La culpa y la deliberada ceguera del establishment literario nacional del que Urrutia Lacroix forma parte se revela en varios pasajes: Farewell y sus soirées intelectuales y literarias en Là-bas, espacio totalmente alejado de la realidad social del país y de sus tumultuosos acontecimientos, que sólo infieren en sus vidas como pasajeras “sombras chinescas” (65); la anécdota de Salvador Reyes Figueroa, Jünger y el pintor guatemalteco atrapado en el París ocupado, hacia el cual los dos intelectuales no mostrarán la más mínima complicidad ni preocupación y, reveladoramente, la percepción de Urrutia Lacroix del golpe de Estado y la instauración de la dictadura, que describe intercalando sus hechos principales con sus lecturas de los clásicos griegos.
Que sea lo que Dios quiera, me dije. Yo voy a releer a los griegos. Empecé con Homero, como manda la tradición, y seguí con Tales de Mileto y Jenófanes de Colofón y Alcmeón de Crotona y Zenón de Elea (qué bueno era), y luego mataron a un general del ejército favorable a Allende […] y yo leí a Esquilo y a Sófocles y a Eurípides, todas las tragedias, […] y en Chile hubo escasez e inflación y mercado negro […] y la Reforma Agraria expropió el fundo de Farewell y muchos otros fundos […] y hubo atentados y yo leí a Tucídides, las largas guerras de Tucídides, los ríos y las llanuras, los vientos y las mesetas que cruzan las páginas oscurecidas por el tiempo, y los hombres de Tucídides, los hombres armados de Tucídides y los hombres desarmados, […] y después vino el golpe de Estado, el levantamiento, el pronunciamiento militar, y bombardearon la Moneda y cuando terminó el bombardeo el presidente se suicidó y acabó todo (97-99; las cursivas son mías).

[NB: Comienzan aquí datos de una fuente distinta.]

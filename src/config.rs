use serde::Deserialize;
use std::path::{Path, PathBuf};

use crate::processor::DashboardError;

/// Dashboard settings, read from a TOML file. Every key is optional.
///
/// ```toml
/// data_path = "data/superstore.csv"
/// top_n = 10
/// cache_capacity = 128
/// parallel_aggregates = true
/// log_level = "debug"
/// ```
#[derive(Debug, Clone, PartialEq, Deserialize)]
#[serde(default, deny_unknown_fields)]
pub struct DashboardConfig {
    /// CSV or workbook to load
    pub data_path: Option<PathBuf>,
    /// Worksheet to read; the first sheet when unset
    pub sheet: Option<String>,
    /// Rows kept by the top-N tables
    pub top_n: usize,
    /// Snapshots remembered per session
    pub cache_capacity: usize,
    /// Spread aggregations over the rayon pool
    pub parallel_aggregates: bool,
    /// Default tracing filter when `RUST_LOG` is unset
    pub log_level: String,
}

impl Default for DashboardConfig {
    fn default() -> Self {
        DashboardConfig {
            data_path: None,
            sheet: None,
            top_n: 10,
            cache_capacity: 128,
            parallel_aggregates: false,
            log_level: "info".to_string(),
        }
    }
}

impl DashboardConfig {
    pub fn from_toml_str(contents: &str) -> Result<Self, DashboardError> {
        Ok(toml::from_str(contents)?)
    }

    /// Reads a config file. A relative `data_path` is resolved against the
    /// directory holding the file.
    pub fn from_file(path: &Path) -> Result<Self, DashboardError> {
        let contents = std::fs::read_to_string(path)?;
        let mut config = Self::from_toml_str(&contents)?;

        if let (Some(data), Some(dir)) = (&config.data_path, path.parent()) {
            if data.is_relative() {
                config.data_path = Some(dir.join(data));
            }
        }

        tracing::info!("Loaded config from: {}", path.display());
        Ok(config)
    }
}
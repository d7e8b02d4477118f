use chrono::NaiveDate;
use serde::Serialize;
use thiserror::Error;

pub mod aggregate;
pub mod column;
pub mod dataset;
pub mod filter;
pub mod snapshot;
mod workbook;

/// Error type used across the crate
#[derive(Debug, Error)]
pub enum DashboardError {
    #[error("IO error: {0}")]
    Io(#[from] std::io::Error),

    #[error("Workbook error: {0}")]
    Workbook(#[from] calamine::Error),

    #[error("Config error: {0}")]
    Config(#[from] toml::de::Error),

    #[error("JSON error: {0}")]
    Json(#[from] serde_json::Error),

    #[error("Schema/parse error: {0}")]
    Parse(String),

    #[error("Missing column: {0}")]
    MissingColumn(String),

    #[error("Unsupported input format: {0}")]
    UnsupportedFormat(String),

    #[error("Dataset contains no rows")]
    EmptyDataset,

    #[error("Shared dataset already initialised")]
    AlreadyInitialized,
}

/// Outcome of loading a dataset: rows kept plus the rows that were rejected.
#[derive(Debug, Default)]
pub struct ParseSummary {
    pub rows_processed: usize,
    pub errors: Vec<ParseError>,
}

/// A rejected input row. `row` is the 1-based line (CSV) or sheet row, header included.
#[derive(Debug, Clone, PartialEq)]
pub struct ParseError {
    pub row: usize,
    pub column: String,
    pub value: String,
    pub reason: String,
}

/// Header of the order date column.
pub const ORDER_DATE: &str = "Order Date";

/// Categorical columns of a sales record.
#[derive(Debug, Clone, Copy, PartialEq, Eq, Hash, PartialOrd, Ord, Serialize)]
pub enum Dimension {
    Region,
    State,
    City,
    Category,
    SubCategory,
    Segment,
    ShipMode,
    CustomerName,
}

impl Dimension {
    pub const ALL: [Dimension; 8] = [
        Dimension::Region,
        Dimension::State,
        Dimension::City,
        Dimension::Category,
        Dimension::SubCategory,
        Dimension::Segment,
        Dimension::ShipMode,
        Dimension::CustomerName,
    ];

    /// Column header in the source spreadsheet.
    pub fn header(self) -> &'static str {
        match self {
            Dimension::Region => "Region",
            Dimension::State => "State",
            Dimension::City => "City",
            Dimension::Category => "Category",
            Dimension::SubCategory => "Sub-Category",
            Dimension::Segment => "Segment",
            Dimension::ShipMode => "Ship Mode",
            Dimension::CustomerName => "Customer Name",
        }
    }

    pub(crate) fn index(self) -> usize {
        self as usize
    }
}

/// Numeric columns of a sales record.
#[derive(Debug, Clone, Copy, PartialEq, Eq, Hash, Serialize)]
pub enum Measure {
    Sales,
    Profit,
    Quantity,
}

impl Measure {
    pub const ALL: [Measure; 3] = [Measure::Sales, Measure::Profit, Measure::Quantity];

    pub fn header(self) -> &'static str {
        match self {
            Measure::Sales => "Sales",
            Measure::Profit => "Profit",
            Measure::Quantity => "Quantity",
        }
    }

    pub(crate) fn index(self) -> usize {
        self as usize
    }
}

/// One owned sales row.
///
/// Measures are `f64`; `NaN` marks a value that was missing in the source and
/// is skipped by every aggregation.
#[derive(Debug, Clone, PartialEq, Serialize)]
pub struct Record {
    pub order_date: NaiveDate,
    pub region: String,
    pub state: String,
    pub city: String,
    pub category: String,
    pub sub_category: String,
    pub segment: String,
    pub ship_mode: String,
    pub customer_name: String,
    pub sales: f64,
    pub profit: f64,
    pub quantity: f64,
}

impl Record {
    pub fn dimension(&self, dimension: Dimension) -> &str {
        match dimension {
            Dimension::Region => &self.region,
            Dimension::State => &self.state,
            Dimension::City => &self.city,
            Dimension::Category => &self.category,
            Dimension::SubCategory => &self.sub_category,
            Dimension::Segment => &self.segment,
            Dimension::ShipMode => &self.ship_mode,
            Dimension::CustomerName => &self.customer_name,
        }
    }

    pub fn measure(&self, measure: Measure) -> f64 {
        match measure {
            Measure::Sales => self.sales,
            Measure::Profit => self.profit,
            Measure::Quantity => self.quantity,
        }
    }
}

La cómplice (y, hasta cierto punto, ingenua) pasividad de Urrutia Lacroix, sin embargo, irá desapareciendo a medida que avance en su monólogo, revelando las oscuras colaboraciones que llevará a cabo con la dictadura chilena, aceptando las ofertas de dos inquietantes y desconocidos personajes, Oido y Odeim (“odio” y “miedo”). La primera de ellas le llevará a viajar por distintas iglesias europeas, donde será cómplice del uso de la cetrería y presenciará auténticas masacres de palomas y demás pájaros por parte de halcones adiestrados por los curas, con curiosos y grotescos nombres (Turco, Otelo, Jenofonte, Ta gueule, Rodrigo, Ronnie y Fiebre); y, lo que es más significativo, gozará viendo cómo “el revolotear de los estorninos se ensangrentaba, se fragmentaba y se ensangrentaba, y entonces el atardecer […] se teñía de rojo intenso, [con] los movimientos como de paleta de pintor expresionista abstracto” del halcón que, con su arte siniestro y su aletear de “aspas metálicas”, (91) traía “la paz, la armonía de la naturaleza” (87). La comparación con los poemas aéreos y tanáticos de Wieder es evidente; y en una sola ocasión será el propio Urrutia el que alzará un halcón al cielo y dirigirá sus actos, aunque durante su ejecución “los pliegues de [su] sotana cubrieron [sus] ojos mientras el viento limpiaba la iglesia y sus alrededores” , y cuando recupera la vista distingue “bultos informes en el suelo, los cuerpecillos ensangrentados de varias palomas” (91).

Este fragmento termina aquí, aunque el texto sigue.